- From: Bullard, Claude L (Len) <clbullar@ingr.com>
- Date: Wed, 4 Sep 2002 12:49:20 -0500
- To: "'Mark Nottingham'" <mnot@mnot.net>, www-tag@w3.org
True but insufficient and possibly misleading. The reason for having multiple locator types is to ensure that one can link into a document where one may have read only rights or for example, the format is not structured, say a binary image. HyTime/DSSSL designers finally understood that markup is simply YetAnotherNotation and made progress on the issue. XML is YetAnotherNotation. The format handler type determines the means of resolving the locator but if names cannot be supported (what you call an anchor) as locators, then other types have to be. Encouraging names/ids may be good practice, but not much more.

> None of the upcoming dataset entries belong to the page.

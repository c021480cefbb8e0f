use futures::stream::Stream;
use std::collections::HashMap;
use std::path::PathBuf;
use std::pin::Pin;
use std::time::Instant;
use tokio::io::{AsyncBufReadExt, AsyncReadExt, BufReader};
use tokio::process::{Child, ChildStdout};
use tokio::task::JoinHandle;

use super::error::{resolve_failure, ProcessError};

#[derive(Debug, Clone, Default)]
pub struct ProcessCommand {
    pub program: String,
    pub args: Vec<String>,
    pub env: HashMap<String, String>,
    pub working_dir: Option<PathBuf>,
}

impl ProcessCommand {
    pub fn new(program: impl Into<String>) -> Self {
        Self {
            program: program.into(),
            ..Default::default()
        }
    }

    pub fn with_args<I, S>(mut self, args: I) -> Self
    where
        I: IntoIterator<Item = S>,
        S: Into<String>,
    {
        self.args.extend(args.into_iter().map(Into::into));
        self
    }

    pub fn with_env(mut self, env: &HashMap<String, String>) -> Self {
        self.env
            .extend(env.iter().map(|(k, v)| (k.clone(), v.clone())));
        self
    }

    pub fn in_dir(mut self, dir: Option<PathBuf>) -> Self {
        self.working_dir = dir;
        self
    }

    /// Program and arguments joined for logs and error messages.
    pub fn display(&self) -> String {
        if self.args.is_empty() {
            self.program.clone()
        } else {
            format!("{} {}", self.program, self.args.join(" "))
        }
    }
}

#[derive(Debug, Clone, Copy, PartialEq, Eq)]
pub enum ExitStatus {
    Success,
    Error(i32),
    Signal(i32),
}

impl ExitStatus {
    pub fn success(&self) -> bool {
        matches!(self, ExitStatus::Success)
    }

    pub fn code(&self) -> Option<i32> {
        match self {
            ExitStatus::Success => Some(0),
            ExitStatus::Error(code) => Some(*code),
            ExitStatus::Signal(_) => None,
        }
    }
}

pub type LineItem = Result<String, ProcessError>;

/// Lazy, single-pass sequence of stdout lines.
///
/// A failing command yields every line it printed, then exactly one `Err`
/// describing the failure, then ends.
pub type LineStream = Pin<Box<dyn Stream<Item = LineItem> + Send>>;

pub trait ProcessRunner: Send + Sync {
    /// Stream the stdout lines of `command`.
    ///
    /// Nothing is spawned until the stream is first polled. Dropping the
    /// stream early kills the process.
    fn run_lines(&self, command: ProcessCommand) -> LineStream;
}

pub struct TokioProcessRunner;

enum LineState {
    Pending(ProcessCommand),
    Reading(Box<RunningProcess>),
    Done,
}

struct RunningProcess {
    display: String,
    child: Child,
    stdout: BufReader<ChildStdout>,
    stderr: JoinHandle<Vec<u8>>,
    started: Instant,
}

impl TokioProcessRunner {
    /// Normalize a line by removing trailing newlines
    fn normalize_line(mut line: String) -> String {
        if line.ends_with('\n') {
            line.pop();
            if line.ends_with('\r') {
                line.pop();
            }
        }
        line
    }

    /// Convert a std ExitStatus to our ExitStatus enum
    fn parse_exit_status(status: std::process::ExitStatus) -> ExitStatus {
        if status.success() {
            ExitStatus::Success
        } else if let Some(code) = status.code() {
            ExitStatus::Error(code)
        } else {
            Self::parse_signal_status(status)
        }
    }

    #[cfg(unix)]
    fn parse_signal_status(status: std::process::ExitStatus) -> ExitStatus {
        use std::os::unix::process::ExitStatusExt;
        match status.signal() {
            Some(signal) => ExitStatus::Signal(signal),
            None => ExitStatus::Error(1),
        }
    }

    #[cfg(not(unix))]
    fn parse_signal_status(_status: std::process::ExitStatus) -> ExitStatus {
        ExitStatus::Error(1)
    }

    fn log_command_start(command: &ProcessCommand) {
        tracing::debug!("Executing subprocess: {}", command.display());

        if !command.env.is_empty() {
            tracing::trace!("Environment overrides: {:?}", command.env);
        }
        if let Some(ref dir) = command.working_dir {
            tracing::trace!("Working directory: {:?}", dir);
        }
    }

    /// Configure the command with environment and working directory
    fn configure_command(
        command: &ProcessCommand,
    ) -> Result<tokio::process::Command, ProcessError> {
        let mut cmd = tokio::process::Command::new(&command.program);
        cmd.args(&command.args);

        // Commands see only the preserved variables plus explicit overrides.
        cmd.env_clear();
        Self::preserve_essential_env(&mut cmd, &command.program)?;
        for (key, value) in &command.env {
            cmd.env(key, value);
        }

        if let Some(dir) = &command.working_dir {
            cmd.current_dir(dir);
        }

        cmd.stdin(std::process::Stdio::null());
        cmd.stdout(std::process::Stdio::piped());
        cmd.stderr(std::process::Stdio::piped());
        cmd.kill_on_drop(true);
        Ok(cmd)
    }

    /// Preserve essential system environment variables
    fn preserve_essential_env(
        cmd: &mut tokio::process::Command,
        program: &str,
    ) -> Result<(), ProcessError> {
        let optional_vars = ["HOME", "USER", "SHELL", "TMPDIR", "LANG", "LC_ALL", "LC_CTYPE"];

        match std::env::var("PATH") {
            Ok(path) => {
                cmd.env("PATH", path);
            }
            Err(e) => {
                tracing::error!(
                    "Required environment variable PATH is not available for command '{}': {:?}",
                    program,
                    e
                );
                return Err(ProcessError::InternalError {
                    message: format!("PATH is not available (required for '{program}')"),
                });
            }
        }

        for var in optional_vars {
            if let Ok(value) = std::env::var(var) {
                cmd.env(var, value);
            }
        }

        Ok(())
    }

    /// Spawn the child and start collecting its stderr in the background.
    fn spawn_process(command: &ProcessCommand) -> Result<RunningProcess, ProcessError> {
        let display = command.display();
        let mut cmd = Self::configure_command(command)?;

        let mut child = match cmd.spawn() {
            Ok(child) => child,
            Err(e) => {
                tracing::error!(
                    "Failed to spawn '{}': {:?} (kind: {:?})",
                    command.program,
                    e,
                    e.kind()
                );
                return Err(resolve_failure(
                    &command.program,
                    &[],
                    Some(e),
                    ExitStatus::Error(-1),
                ));
            }
        };

        let stdout = Self::extract_stream(child.stdout.take(), "stdout")?;
        let mut stderr = Self::extract_stream(child.stderr.take(), "stderr")?;

        let stderr = tokio::spawn(async move {
            let mut collected = Vec::new();
            if let Err(e) = stderr.read_to_end(&mut collected).await {
                tracing::warn!("Failed to read subprocess stderr: {}", e);
            }
            collected
        });

        Ok(RunningProcess {
            display,
            child,
            stdout: BufReader::new(stdout),
            stderr,
            started: Instant::now(),
        })
    }

    /// Extract a stream from a child process, converting None to error
    fn extract_stream<T>(stream: Option<T>, stream_name: &str) -> Result<T, ProcessError> {
        stream.ok_or_else(|| ProcessError::InternalError {
            message: format!("Failed to capture {}", stream_name),
        })
    }

    /// Wait for exit once stdout is drained and resolve the outcome.
    async fn finish(process: RunningProcess) -> Result<(), ProcessError> {
        let RunningProcess {
            display: command_line,
            mut child,
            stderr,
            started,
            ..
        } = process;

        let status = Self::parse_exit_status(child.wait().await?);
        let stderr = stderr.await.unwrap_or_else(|e| {
            tracing::warn!("Stderr collector for '{}' failed: {}", command_line, e);
            Vec::new()
        });

        match status {
            ExitStatus::Success => {
                tracing::debug!(
                    "Subprocess completed successfully in {:?}: {}",
                    started.elapsed(),
                    command_line
                );
                Ok(())
            }
            ExitStatus::Error(code) => {
                tracing::debug!(
                    "Subprocess failed with exit code {} in {:?}: {}",
                    code,
                    started.elapsed(),
                    command_line
                );
                Err(resolve_failure(&command_line, &stderr, None, status))
            }
            ExitStatus::Signal(signal) => {
                tracing::warn!(
                    "Subprocess terminated by signal {} in {:?}: {}",
                    signal,
                    started.elapsed(),
                    command_line
                );
                Err(resolve_failure(&command_line, &stderr, None, status))
            }
        }
    }

    async fn advance(state: LineState) -> Option<(LineItem, LineState)> {
        let mut process = match state {
            LineState::Done => return None,
            LineState::Reading(process) => process,
            LineState::Pending(command) => {
                Self::log_command_start(&command);
                match Self::spawn_process(&command) {
                    Ok(process) => Box::new(process),
                    Err(e) => return Some((Err(e), LineState::Done)),
                }
            }
        };

        let mut buf = Vec::new();
        match process.stdout.read_until(b'\n', &mut buf).await {
            Ok(0) => match Self::finish(*process).await {
                Ok(()) => None,
                Err(e) => Some((Err(e), LineState::Done)),
            },
            Ok(_) => {
                let line = Self::normalize_line(String::from_utf8_lossy(&buf).into_owned());
                tracing::trace!("{}: {}", process.display, line);
                Some((Ok(line), LineState::Reading(process)))
            }
            Err(e) => Some((Err(ProcessError::Io(e)), LineState::Done)),
        }
    }
}

impl ProcessRunner for TokioProcessRunner {
    fn run_lines(&self, command: ProcessCommand) -> LineStream {
        Box::pin(futures::stream::unfold(
            LineState::Pending(command),
            Self::advance,
        ))
    }
}
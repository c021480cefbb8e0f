use super::registry::StreamId;

#[derive(Debug, thiserror::Error)]
pub enum TransportError {
    /// Failure reported by the producer in an `error` message.
    #[error("{message}")]
    Remote {
        message: String,
        trace: Option<String>,
        /// `[E####]` code reported by the producer, if any
        code: Option<u16>,
    },

    #[error("Stream port is closed")]
    PortClosed,

    #[error("Stream {0} already has a consumer waiting for it")]
    StreamAlreadyClaimed(StreamId),

    #[error("Stream {0} was discarded before it could be opened")]
    RendezvousDropped(StreamId),

    #[error("Malformed stream message: {0}")]
    Codec(#[from] serde_json::Error),
}
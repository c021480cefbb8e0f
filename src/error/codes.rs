/// Error code registry for gitbridge
///
/// Error codes are organized by category:
/// - 1000-1999: Configuration errors
/// - 2000-2999: Lock errors
/// - 4000-4999: Execution errors
/// - 5000-5999: Transport errors
/// - 9000-9999: Other errors
pub struct ErrorCode;

impl ErrorCode {
    // Configuration errors (1000-1999)
    pub const CONFIG_GENERIC: u16 = 1000;
    pub const CONFIG_NOT_FOUND: u16 = 1001;
    pub const CONFIG_INVALID_TOML: u16 = 1002;
    pub const CONFIG_INVALID_VALUE: u16 = 1005;
    pub const CONFIG_PATH_ERROR: u16 = 1006;

    // Lock errors (2000-2999)
    pub const LOCK_GENERIC: u16 = 2000;
    pub const LOCK_TIMEOUT: u16 = 2001;
    pub const LOCK_ABANDONED: u16 = 2002;

    // Execution errors (4000-4999)
    pub const EXEC_GENERIC: u16 = 4000;
    pub const EXEC_COMMAND_NOT_FOUND: u16 = 4001;
    pub const EXEC_SUBPROCESS_FAILED: u16 = 4003;
    pub const EXEC_SIGNAL_RECEIVED: u16 = 4005;
    pub const EXEC_SPAWN_FAILED: u16 = 4007;
    pub const EXEC_OUTPUT_ERROR: u16 = 4008;
    pub const EXEC_ENVIRONMENT_ERROR: u16 = 4010;

    // Transport errors (5000-5999)
    pub const TRANSPORT_GENERIC: u16 = 5000;
    pub const TRANSPORT_REMOTE_ERROR: u16 = 5001;
    pub const TRANSPORT_CLOSED: u16 = 5002;
    pub const TRANSPORT_RENDEZVOUS: u16 = 5003;
    pub const TRANSPORT_CODEC: u16 = 5005;

    // Other errors (9000-9999)
    pub const OTHER_GENERIC: u16 = 9000;
    pub const OTHER_INTERNAL_ERROR: u16 = 9004;
}

/// Get a human-readable description for an error code
pub fn describe_error_code(code: u16) -> &'static str {
    match code {
        1000 => "Generic configuration error",
        1001 => "Configuration file not found",
        1002 => "Invalid TOML syntax in configuration",
        1005 => "Invalid value in configuration",
        1006 => "Configuration path error",

        2000 => "Generic lock error",
        2001 => "Timed out waiting for the command lock",
        2002 => "Lock waiter was abandoned",

        4000 => "Generic execution error",
        4001 => "Command not found",
        4003 => "Subprocess failed",
        4005 => "Command received signal",
        4007 => "Failed to spawn subprocess",
        4008 => "Command output error",
        4010 => "Command environment error",

        5000 => "Generic transport error",
        5001 => "Error reported by the stream producer",
        5002 => "Stream endpoint closed",
        5003 => "Stream rendezvous failed",
        5005 => "Malformed stream message",

        9000 => "Generic error",
        9004 => "Internal error",

        _ => "Unknown error code",
    }
}

#[cfg(test)]
mod tests {
    use super::*;

    #[test]
    fn test_error_code_ranges() {
        assert!(ErrorCode::CONFIG_GENERIC >= 1000 && ErrorCode::CONFIG_GENERIC < 2000);
        assert!(ErrorCode::LOCK_GENERIC >= 2000 && ErrorCode::LOCK_GENERIC < 3000);
        assert!(ErrorCode::EXEC_GENERIC >= 4000 && ErrorCode::EXEC_GENERIC < 5000);
        assert!(ErrorCode::TRANSPORT_GENERIC >= 5000 && ErrorCode::TRANSPORT_GENERIC < 6000);
        assert!(ErrorCode::OTHER_GENERIC >= 9000 && ErrorCode::OTHER_GENERIC < 10000);
    }

    #[test]
    fn test_error_code_descriptions() {
        assert_eq!(describe_error_code(1001), "Configuration file not found");
        assert_eq!(
            describe_error_code(ErrorCode::LOCK_TIMEOUT),
            "Timed out waiting for the command lock"
        );
        assert_eq!(describe_error_code(65535), "Unknown error code");
    }
}
//! Stream id rendezvous
//!
//! The host announces a consumer port under a stream id, and the consumer
//! asks for the port by id. Whichever side arrives first leaves an entry
//! that the other side consumes, so both arrival orders work.

use std::collections::HashMap;
use std::sync::{Arc, Mutex, MutexGuard, PoisonError};
use tokio::sync::oneshot;
use tracing::{debug, warn};

use super::port::Port;
use super::TransportError;

pub type StreamId = u64;

enum Slot {
    /// A consumer is waiting for the port
    Waiting(oneshot::Sender<Port>),
    /// The port arrived before anyone asked for it
    Ready(Port),
}

#[derive(Clone, Default)]
pub struct StreamRegistry {
    slots: Arc<Mutex<HashMap<StreamId, Slot>>>,
}

impl std::fmt::Debug for StreamRegistry {
    fn fmt(&self, f: &mut std::fmt::Formatter<'_>) -> std::fmt::Result {
        f.debug_struct("StreamRegistry")
            .field("entries", &self.len())
            .finish()
    }
}

impl StreamRegistry {
    pub fn new() -> Self {
        Self::default()
    }

    fn slots(&self) -> MutexGuard<'_, HashMap<StreamId, Slot>> {
        self.slots.lock().unwrap_or_else(PoisonError::into_inner)
    }

    /// Hand `port` to the consumer of `id`, now or when it asks.
    pub fn deliver(&self, id: StreamId, port: Port) {
        let mut slots = self.slots();
        match slots.remove(&id) {
            Some(Slot::Waiting(waiter)) => {
                debug!("Stream {}: delivered to waiting consumer", id);
                if waiter.send(port).is_err() {
                    // Dropping the port tells the producer nobody is listening.
                    debug!("Stream {}: consumer stopped waiting", id);
                }
            }
            Some(Slot::Ready(_stale)) => {
                warn!("Stream {}: delivered twice, replacing the earlier port", id);
                slots.insert(id, Slot::Ready(port));
            }
            None => {
                debug!("Stream {}: parked until a consumer asks", id);
                slots.insert(id, Slot::Ready(port));
            }
        }
    }

    /// Wait for the port of `id`.
    ///
    /// Only one consumer may wait per id.
    pub async fn claim(&self, id: StreamId) -> Result<Port, TransportError> {
        let waiting = {
            let mut slots = self.slots();
            match slots.remove(&id) {
                Some(Slot::Ready(port)) => return Ok(port),
                Some(Slot::Waiting(waiter)) if !waiter.is_closed() => {
                    slots.insert(id, Slot::Waiting(waiter));
                    return Err(TransportError::StreamAlreadyClaimed(id));
                }
                // An earlier claim was abandoned; take its place.
                Some(Slot::Waiting(_)) | None => {}
            }
            let (waiter, waiting) = oneshot::channel();
            slots.insert(id, Slot::Waiting(waiter));
            waiting
        };

        waiting
            .await
            .map_err(|_| TransportError::RendezvousDropped(id))
    }

    /// Forget `id`, failing a waiting consumer and closing a parked port.
    pub fn discard(&self, id: StreamId) -> bool {
        self.slots().remove(&id).is_some()
    }

    pub fn len(&self) -> usize {
        self.slots().len()
    }

    pub fn is_empty(&self) -> bool {
        self.len() == 0
    }
}
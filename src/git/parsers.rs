//! Git output parsers

use once_cell::sync::Lazy;
use regex::Regex;

use super::types::*;

static REF_PATTERN: Lazy<Regex> = Lazy::new(|| {
    Regex::new(r"^(?:(HEAD ->)|(?:tag:))?\s*(refs/(remotes|heads|tags|stash)(?:/(.*))?)$")
        .expect("reference pattern is valid")
});

static LOG_PATTERN: Lazy<Regex> = Lazy::new(|| {
    Regex::new(r"^(\S+)\|([^|]+)?\|([^|]+)?\|(\S+)?\|([^|]+)?\|(.+)?$")
        .expect("log pattern is valid")
});

static SHOW_REF_PATTERN: Lazy<Regex> =
    Lazy::new(|| Regex::new(r"^(\S+)\s+(.*)?$").expect("show-ref pattern is valid"));

/// Parse one reference decoration attached to `hash`.
///
/// `None` yields a synthetic commit reference named after the short hash.
/// Text that is not a `refs/...` path becomes an `other` reference.
pub fn parse_reference(hash: &str, raw: Option<&str>) -> GitRef {
    let raw = match raw.map(str::trim) {
        Some(raw) if !raw.is_empty() => raw,
        _ => {
            return GitRef {
                hash: hash.to_string(),
                name: hash.get(..7).unwrap_or(hash).to_string(),
                ref_type: RefType::Commit,
                remote: None,
                current: false,
                fullname: hash.to_string(),
                order: RefType::Commit.order(),
            }
        }
    };

    let Some(caps) = REF_PATTERN.captures(raw) else {
        return GitRef {
            hash: hash.to_string(),
            name: raw.to_string(),
            ref_type: RefType::Other,
            remote: None,
            current: false,
            fullname: raw.to_string(),
            order: RefType::Other.order(),
        };
    };

    let current = caps.get(1).is_some();
    let fullname = caps.get(2).map_or(raw, |m| m.as_str());
    let suffix = caps.get(4).map(|m| m.as_str()).filter(|s| !s.is_empty());

    let (ref_type, remote) = match caps.get(3).map(|m| m.as_str()) {
        Some("remotes") => (
            RefType::Remote,
            suffix.and_then(|s| s.split('/').next()).map(String::from),
        ),
        Some("heads") => (RefType::Branch, None),
        Some("tags") => (RefType::Tag, None),
        Some("stash") => (RefType::Stash, None),
        _ => (RefType::Other, None),
    };

    GitRef {
        hash: hash.to_string(),
        name: suffix.unwrap_or(fullname).to_string(),
        ref_type,
        remote,
        current,
        fullname: fullname.to_string(),
        order: ref_type.order(),
    }
}

/// Sort references into canonical order in place.
pub fn sort_references(refs: &mut [GitRef]) {
    refs.sort_by(GitRef::canonical_cmp);
}

/// Parse one `--pretty=%H|%P|%D|%aI|%an|%s` line.
///
/// Lines that do not match the layout, blank ones included, yield `None`.
pub fn parse_log_line(line: &str) -> Option<GitLog> {
    let caps = LOG_PATTERN.captures(line)?;
    let hash = caps.get(1)?.as_str();
    let field = |index: usize| caps.get(index).map_or("", |m| m.as_str());

    let parents = field(2)
        .split_whitespace()
        .map(String::from)
        .collect();

    let mut refs: Vec<GitRef> = field(3)
        .split(',')
        .map(str::trim)
        .filter(|r| !r.is_empty())
        .map(|r| parse_reference(hash, Some(r)))
        .collect();
    sort_references(&mut refs);

    Some(GitLog {
        hash: hash.to_string(),
        parents,
        refs,
        date: field(4).to_string(),
        author: field(5).to_string(),
        subject: field(6).to_string(),
    })
}

/// Parse one `git show-ref` line: `<hash> <refname>`.
pub fn parse_show_ref_line(line: &str) -> Option<GitRef> {
    let caps = SHOW_REF_PATTERN.captures(line)?;
    let hash = caps.get(1)?.as_str();
    Some(parse_reference(hash, caps.get(2).map(|m| m.as_str())))
}

#[cfg(test)]
mod tests {
    use super::*;

    const HASH: &str = "0123456789abcdef0123456789abcdef01234567";

    #[test]
    fn test_parse_branch_reference() {
        let r = parse_reference(HASH, Some("refs/heads/main"));
        assert_eq!(r.hash, HASH);
        assert_eq!(r.name, "main");
        assert_eq!(r.ref_type, RefType::Branch);
        assert!(!r.current);
        assert_eq!(r.remote, None);
        assert_eq!(r.fullname, "refs/heads/main");
        assert_eq!(r.order, 1);
    }

    #[test]
    fn test_parse_current_branch_reference() {
        let r = parse_reference(HASH, Some("HEAD -> refs/heads/main"));
        assert_eq!(r.name, "main");
        assert_eq!(r.ref_type, RefType::Branch);
        assert!(r.current);
        assert_eq!(r.fullname, "refs/heads/main");
    }

    #[test]
    fn test_parse_remote_reference() {
        let r = parse_reference(HASH, Some("refs/remotes/origin/feature"));
        assert_eq!(r.ref_type, RefType::Remote);
        assert_eq!(r.remote.as_deref(), Some("origin"));
        assert_eq!(r.name, "origin/feature");
    }

    #[test]
    fn test_parse_tag_decoration() {
        let r = parse_reference(HASH, Some("tag: refs/tags/v1.0"));
        assert_eq!(r.ref_type, RefType::Tag);
        assert_eq!(r.name, "v1.0");
        assert!(!r.current);
    }

    #[test]
    fn test_parse_stash_reference_without_name() {
        let r = parse_reference(HASH, Some("refs/stash"));
        assert_eq!(r.ref_type, RefType::Stash);
        assert_eq!(r.name, "refs/stash");
    }

    #[test]
    fn test_parse_missing_reference_is_commit() {
        let r = parse_reference(HASH, None);
        assert_eq!(r.ref_type, RefType::Commit);
        assert_eq!(r.name, "0123456");
        assert_eq!(r.fullname, HASH);

        assert_eq!(parse_reference(HASH, Some("")).ref_type, RefType::Commit);
    }

    #[test]
    fn test_parse_unrecognized_reference_is_other() {
        let r = parse_reference(HASH, Some("HEAD"));
        assert_eq!(r.ref_type, RefType::Other);
        assert_eq!(r.name, "HEAD");
        assert_eq!(r.order, UNRESOLVED_ORDER);

        let r = parse_reference(HASH, Some("refs/notes/commits"));
        assert_eq!(r.ref_type, RefType::Other);
        assert_eq!(r.name, "refs/notes/commits");
    }

    #[test]
    fn test_sort_by_type_then_name() {
        let mut refs = vec![
            parse_reference(HASH, Some("refs/stash")),
            parse_reference(HASH, Some("refs/heads/main")),
            parse_reference(HASH, Some("refs/tags/v1")),
        ];
        sort_references(&mut refs);
        let types: Vec<RefType> = refs.iter().map(|r| r.ref_type).collect();
        assert_eq!(types, vec![RefType::Branch, RefType::Tag, RefType::Stash]);

        let mut refs = vec![
            parse_reference(HASH, Some("refs/heads/b")),
            parse_reference(HASH, Some("refs/heads/a")),
        ];
        sort_references(&mut refs);
        let names: Vec<&str> = refs.iter().map(|r| r.name.as_str()).collect();
        assert_eq!(names, vec!["a", "b"]);
    }

    #[test]
    fn test_parse_log_line() {
        let log =
            parse_log_line("abc123|def456|refs/heads/main|2024-01-01T00:00:00Z|Alice|Fix bug")
                .unwrap();
        assert_eq!(log.hash, "abc123");
        assert_eq!(log.parents, vec!["def456"]);
        assert_eq!(log.refs.len(), 1);
        assert_eq!(log.refs[0].name, "main");
        assert_eq!(log.refs[0].ref_type, RefType::Branch);
        assert_eq!(log.date, "2024-01-01T00:00:00Z");
        assert_eq!(log.author, "Alice");
        assert_eq!(log.subject, "Fix bug");
    }

    #[test]
    fn test_parse_log_line_with_merge_and_decorations() {
        let line = "m1|p1 p2|tag: refs/tags/v2, HEAD -> refs/heads/main, refs/remotes/origin/main|2024-02-03T04:05:06+01:00|Bob Smith|Merge branch 'x' | keep pipes";
        let log = parse_log_line(line).unwrap();
        assert_eq!(log.parents, vec!["p1", "p2"]);
        assert!(log.is_merge());

        let names: Vec<&str> = log.refs.iter().map(|r| r.name.as_str()).collect();
        assert_eq!(names, vec!["main", "origin/main", "v2"]);
        assert!(log.refs[0].current);
        assert_eq!(log.author, "Bob Smith");
        assert_eq!(log.subject, "Merge branch 'x' | keep pipes");
    }

    #[test]
    fn test_parse_root_commit_without_refs() {
        let log = parse_log_line("root|||2024-01-01T00:00:00Z|Alice|Initial commit").unwrap();
        assert!(log.parents.is_empty());
        assert!(log.refs.is_empty());
        assert_eq!(log.subject, "Initial commit");
    }

    #[test]
    fn test_unmatched_log_lines_are_skipped() {
        assert!(parse_log_line("").is_none());
        assert!(parse_log_line("not a log line").is_none());
        assert!(parse_log_line("abc|def").is_none());
    }

    #[test]
    fn test_parse_show_ref_line() {
        let r = parse_show_ref_line(&format!("{HASH} refs/remotes/upstream/dev")).unwrap();
        assert_eq!(r.hash, HASH);
        assert_eq!(r.remote.as_deref(), Some("upstream"));
        assert_eq!(r.name, "upstream/dev");

        assert!(parse_show_ref_line("").is_none());
    }
}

Linking into a binary image or a strip of film or even a position of a book on a library shelf usually requires more than a name. Not new news. I do understand the maintenance issues of positional and chained locators. len From: Mark Nottingham [mailto:mnot@mnot.net] +1 Regarding "good policy", I would encourage people to make fragment identifiers, where possible, refer to 'anchor' style identifiers (i.e., using an extensibility mechanism like the 'id' attribute in XML, 'name' in HTML, and so forth) rather than into the syntax and structure of the format (as XPointer allows, through use of XPath). Doing so increases the chance that a fragment identifier could be valid and useful across multiple formats.